The answer must consist of every line below containing "ToolCallResult".

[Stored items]
---

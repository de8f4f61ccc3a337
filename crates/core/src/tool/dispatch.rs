use std::sync::Arc;
use std::time::Duration;

use storm_agent_model::{ToolCallRequest, ToolCallResult};
use tokio::select;
use tokio::task::JoinHandle;
use tokio_util::sync::CancellationToken;
use tracing::Instrument;

use super::{Error, ToolOutcome, ToolRegistry, validate_arguments};

/// Options for [`dispatch`].
#[derive(Clone, Debug, PartialEq, Eq)]
pub struct DispatchOptions {
    /// Time limit of each tool call, measured independently.
    pub timeout: Option<Duration>,
    /// Whether calls in a batch run concurrently. When `false`, calls run
    /// one after another in the order the model requested them.
    pub parallel: bool,
}

impl Default for DispatchOptions {
    fn default() -> Self {
        Self {
            timeout: Some(Duration::from_secs(60)),
            parallel: true,
        }
    }
}

enum Prepared {
    Ready(ToolCallResult),
    Spawned(JoinHandle<ToolOutcome>),
}

/// Executes a batch of tool calls requested by one model response.
///
/// Exactly one result is returned for every call, in call order, whatever
/// happens to the individual tools:
///
/// - an unknown tool name or arguments that don't fit the tool's schema
///   produce a failed result without running anything;
/// - a tool that fails, panics or exceeds its timeout produces a failed
///   result without affecting the other calls;
/// - when `cancel` fires, calls that already finished keep their results
///   and the rest are aborted and reported as cancelled.
pub async fn dispatch(
    registry: &ToolRegistry,
    calls: &[ToolCallRequest],
    options: &DispatchOptions,
    cancel: &CancellationToken,
) -> Vec<ToolCallResult> {
    let span = debug_span!("tool dispatch", calls = calls.len());
    async move {
        let mut results = Vec::with_capacity(calls.len());
        if options.parallel {
            // Fan out everything first, then collect in call order.
            let prepared: Vec<_> = calls
                .iter()
                .map(|call| prepare(registry, call, options.timeout, cancel))
                .collect();
            for (call, prepared) in calls.iter().zip(prepared) {
                results.push(finish(call, prepared, cancel).await);
            }
        } else {
            for call in calls {
                let prepared = prepare(registry, call, options.timeout, cancel);
                results.push(finish(call, prepared, cancel).await);
            }
        }
        results
    }
    .instrument(span)
    .await
}

fn prepare(
    registry: &ToolRegistry,
    call: &ToolCallRequest,
    timeout: Option<Duration>,
    cancel: &CancellationToken,
) -> Prepared {
    if cancel.is_cancelled() {
        return Prepared::Ready(into_result(&call.id, Err(Error::cancelled())));
    }

    let Some(tool) = registry.get(&call.name) else {
        warn!("tool not found: {}", call.name);
        let err = Error::not_found()
            .with_reason(format!("no tool named `{}` is available", call.name));
        return Prepared::Ready(into_result(&call.id, Err(err)));
    };

    if let Err(err) = validate_arguments(tool.parameter_schema(), &call.arguments)
    {
        debug!("rejected arguments of {} ({}): {err}", call.name, call.id);
        return Prepared::Ready(into_result(&call.id, Err(err)));
    }

    trace!(
        "spawning a tool {} ({}) with args: {:?}",
        call.name, call.id, call.arguments
    );
    let tool = Arc::clone(tool);
    let arguments = call.arguments.clone();
    let handle = tokio::spawn(async move {
        // `execute` itself may panic before handing out a future.
        let fut = tool.execute(arguments);
        let Some(timeout) = timeout else {
            return fut.await;
        };
        match tokio::time::timeout(timeout, fut).await {
            Ok(outcome) => outcome,
            Err(_) => Err(Error::timeout()
                .with_reason(format!("no result after {timeout:?}"))),
        }
    });
    Prepared::Spawned(handle)
}

async fn finish(
    call: &ToolCallRequest,
    prepared: Prepared,
    cancel: &CancellationToken,
) -> ToolCallResult {
    let mut handle = match prepared {
        Prepared::Ready(result) => return result,
        Prepared::Spawned(handle) => handle,
    };

    let outcome = select! {
        biased;

        joined = &mut handle => match joined {
            Ok(outcome) => outcome,
            Err(err) if err.is_panic() => {
                error!("tool {} ({}) panicked", call.name, call.id);
                Err(Error::execution_error().with_reason("the tool panicked"))
            }
            Err(_) => Err(Error::cancelled()),
        },
        _ = cancel.cancelled() => {
            handle.abort();
            Err(Error::cancelled())
        }
    };

    match &outcome {
        Ok(_) => debug!("tool {} ({}) succeeded", call.name, call.id),
        Err(err) => debug!("tool {} ({}) failed: {err}", call.name, call.id),
    }
    into_result(&call.id, outcome)
}

#[inline]
fn into_result(id: &str, outcome: ToolOutcome) -> ToolCallResult {
    match outcome {
        Ok(content) => ToolCallResult::success(id, content),
        Err(err) => ToolCallResult::failure(id, err.to_string()),
    }
}

#[cfg(test)]
mod tests {
    use std::sync::atomic::{AtomicUsize, Ordering};

    use serde::Deserialize;
    use serde_json::{Value, json};

    use super::*;
    use crate::tool::Tool;

    #[derive(Deserialize)]
    struct SleepInput {
        millis: u64,
        #[serde(default)]
        fail: bool,
        #[serde(default)]
        panic: bool,
    }

    /// Sleeps for the given time and then echoes it back.
    struct SleepTool {
        schema: Value,
        finished: Arc<AtomicUsize>,
    }

    impl SleepTool {
        fn new() -> Self {
            Self {
                schema: json!({
                    "type": "object",
                    "properties": { "millis": { "type": "integer" } },
                    "required": ["millis"]
                }),
                finished: Default::default(),
            }
        }
    }

    impl Tool for SleepTool {
        type Input = SleepInput;

        fn name(&self) -> &str {
            "sleep"
        }

        fn description(&self) -> &str {
            "Sleeps for a while"
        }

        fn parameter_schema(&self) -> &Value {
            &self.schema
        }

        #[allow(clippy::manual_async_fn)]
        fn execute(
            &self,
            input: SleepInput,
        ) -> impl Future<Output = ToolOutcome> + Send + 'static {
            let finished = Arc::clone(&self.finished);
            async move {
                tokio::time::sleep(Duration::from_millis(input.millis)).await;
                if input.panic {
                    panic!("boom");
                }
                finished.fetch_add(1, Ordering::SeqCst);
                if input.fail {
                    return Err(Error::execution_error().with_reason("failed"));
                }
                Ok(format!("slept {}ms", input.millis))
            }
        }
    }

    static NO_SCHEMA: Value = Value::Null;

    /// Panics as soon as it's asked to run.
    struct EagerPanicTool;

    impl Tool for EagerPanicTool {
        type Input = Value;

        fn name(&self) -> &str {
            "eager_panic"
        }

        fn description(&self) -> &str {
            "Panics before doing anything"
        }

        fn parameter_schema(&self) -> &Value {
            &NO_SCHEMA
        }

        #[allow(unreachable_code)]
        fn execute(
            &self,
            _input: Value,
        ) -> impl Future<Output = ToolOutcome> + Send + 'static {
            panic!("not ready");
            std::future::ready(Ok(String::new()))
        }
    }

    fn call(id: &str, name: &str, arguments: Value) -> ToolCallRequest {
        ToolCallRequest {
            id: id.to_owned(),
            name: name.to_owned(),
            arguments,
        }
    }

    #[tokio::test(start_paused = true)]
    async fn test_results_follow_call_order() {
        let mut registry = ToolRegistry::new();
        registry.register(SleepTool::new());

        let calls = vec![
            call("a", "sleep", json!({ "millis": 30 })),
            call("b", "sleep", json!({ "millis": 10 })),
            call("c", "sleep", json!({ "millis": 20 })),
        ];
        let started = tokio::time::Instant::now();
        let results = dispatch(
            &registry,
            &calls,
            &DispatchOptions::default(),
            &CancellationToken::new(),
        )
        .await;

        let ids: Vec<_> = results.iter().map(|r| r.id.as_str()).collect();
        assert_eq!(ids, ["a", "b", "c"]);
        assert_eq!(results[0].content, "slept 30ms");
        assert!(results.iter().all(|r| !r.is_error));
        // Concurrent execution takes as long as the slowest call.
        assert!(started.elapsed() < Duration::from_millis(60));
    }

    #[tokio::test(start_paused = true)]
    async fn test_failures_are_isolated() {
        let mut registry = ToolRegistry::new();
        let tool = SleepTool::new();
        let finished = Arc::clone(&tool.finished);
        registry.register(tool);

        let calls = vec![
            call("ok", "sleep", json!({ "millis": 5 })),
            call("fail", "sleep", json!({ "millis": 1, "fail": true })),
            call("panic", "sleep", json!({ "millis": 1, "panic": true })),
            call("unknown", "dig", json!({})),
            call("invalid", "sleep", json!({ "millis": "soon" })),
            call("late", "sleep", json!({ "millis": 10 })),
        ];
        let results = dispatch(
            &registry,
            &calls,
            &DispatchOptions::default(),
            &CancellationToken::new(),
        )
        .await;

        assert_eq!(results.len(), calls.len());
        for (result, call) in results.iter().zip(&calls) {
            assert_eq!(result.id, call.id);
        }
        assert!(!results[0].is_error);
        assert!(results[1].is_error);
        assert!(results[2].content.contains("panicked"));
        assert!(results[3].is_error);
        assert!(results[3].content.contains("dig"));
        assert!(results[4].is_error);
        assert!(results[4].content.starts_with("Invalid input"));
        assert_eq!(results[5].content, "slept 10ms");
        // ok, fail and late ran to completion.
        assert_eq!(finished.load(Ordering::SeqCst), 3);
    }

    #[tokio::test(start_paused = true)]
    async fn test_panic_while_starting_is_isolated() {
        let mut registry = ToolRegistry::new();
        registry.register(SleepTool::new());
        registry.register(EagerPanicTool);

        for parallel in [true, false] {
            let options = DispatchOptions {
                timeout: None,
                parallel,
            };
            let calls = vec![
                call("before", "sleep", json!({ "millis": 5 })),
                call("boom", "eager_panic", json!({})),
                call("after", "sleep", json!({ "millis": 5 })),
            ];
            let results =
                dispatch(&registry, &calls, &options, &CancellationToken::new())
                    .await;
            assert_eq!(results.len(), 3);
            assert_eq!(results[0].content, "slept 5ms");
            assert_eq!(results[1].id, "boom");
            assert!(results[1].is_error);
            assert!(results[1].content.contains("panicked"));
            assert_eq!(results[2].content, "slept 5ms");
        }
    }

    #[tokio::test(start_paused = true)]
    async fn test_timeout() {
        let mut registry = ToolRegistry::new();
        registry.register(SleepTool::new());

        let options = DispatchOptions {
            timeout: Some(Duration::from_millis(50)),
            parallel: true,
        };
        let calls = vec![
            call("slow", "sleep", json!({ "millis": 1000 })),
            call("fast", "sleep", json!({ "millis": 10 })),
        ];
        let results =
            dispatch(&registry, &calls, &options, &CancellationToken::new())
                .await;
        assert!(results[0].is_error);
        assert!(results[0].content.starts_with("Timed out"));
        assert!(!results[1].is_error);
    }

    #[tokio::test(start_paused = true)]
    async fn test_cancellation_answers_every_call() {
        let mut registry = ToolRegistry::new();
        registry.register(SleepTool::new());

        let cancel = CancellationToken::new();
        tokio::spawn({
            let cancel = cancel.clone();
            async move {
                tokio::time::sleep(Duration::from_millis(20)).await;
                cancel.cancel();
            }
        });

        let calls = vec![
            call("fast", "sleep", json!({ "millis": 5 })),
            call("slow", "sleep", json!({ "millis": 1000 })),
        ];
        let results =
            dispatch(&registry, &calls, &DispatchOptions::default(), &cancel)
                .await;
        assert_eq!(results.len(), 2);
        assert_eq!(results[0].content, "slept 5ms");
        assert!(results[1].is_error);
        assert_eq!(results[1].content, "Cancelled");
    }

    #[tokio::test(start_paused = true)]
    async fn test_sequential() {
        let mut registry = ToolRegistry::new();
        registry.register(SleepTool::new());

        let options = DispatchOptions {
            timeout: None,
            parallel: false,
        };
        let calls = vec![
            call("a", "sleep", json!({ "millis": 10 })),
            call("b", "sleep", json!({ "millis": 10 })),
        ];
        let started = tokio::time::Instant::now();
        let results =
            dispatch(&registry, &calls, &options, &CancellationToken::new())
                .await;
        assert_eq!(results.len(), 2);
        assert!(started.elapsed() >= Duration::from_millis(20));
    }
}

---

◆ Exercise response
use storm_agent_model::{ToolCallRequest, ToolCallResult};
    Ready(ToolCallResult),
) -> Vec<ToolCallResult> {
) -> ToolCallResult {
fn into_result(id: &str, outcome: ToolOutcome) -> ToolCallResult {
        Ok(content) => ToolCallResult::success(id, content),
        Err(err) => ToolCallResult::failure(id, err.to_string()),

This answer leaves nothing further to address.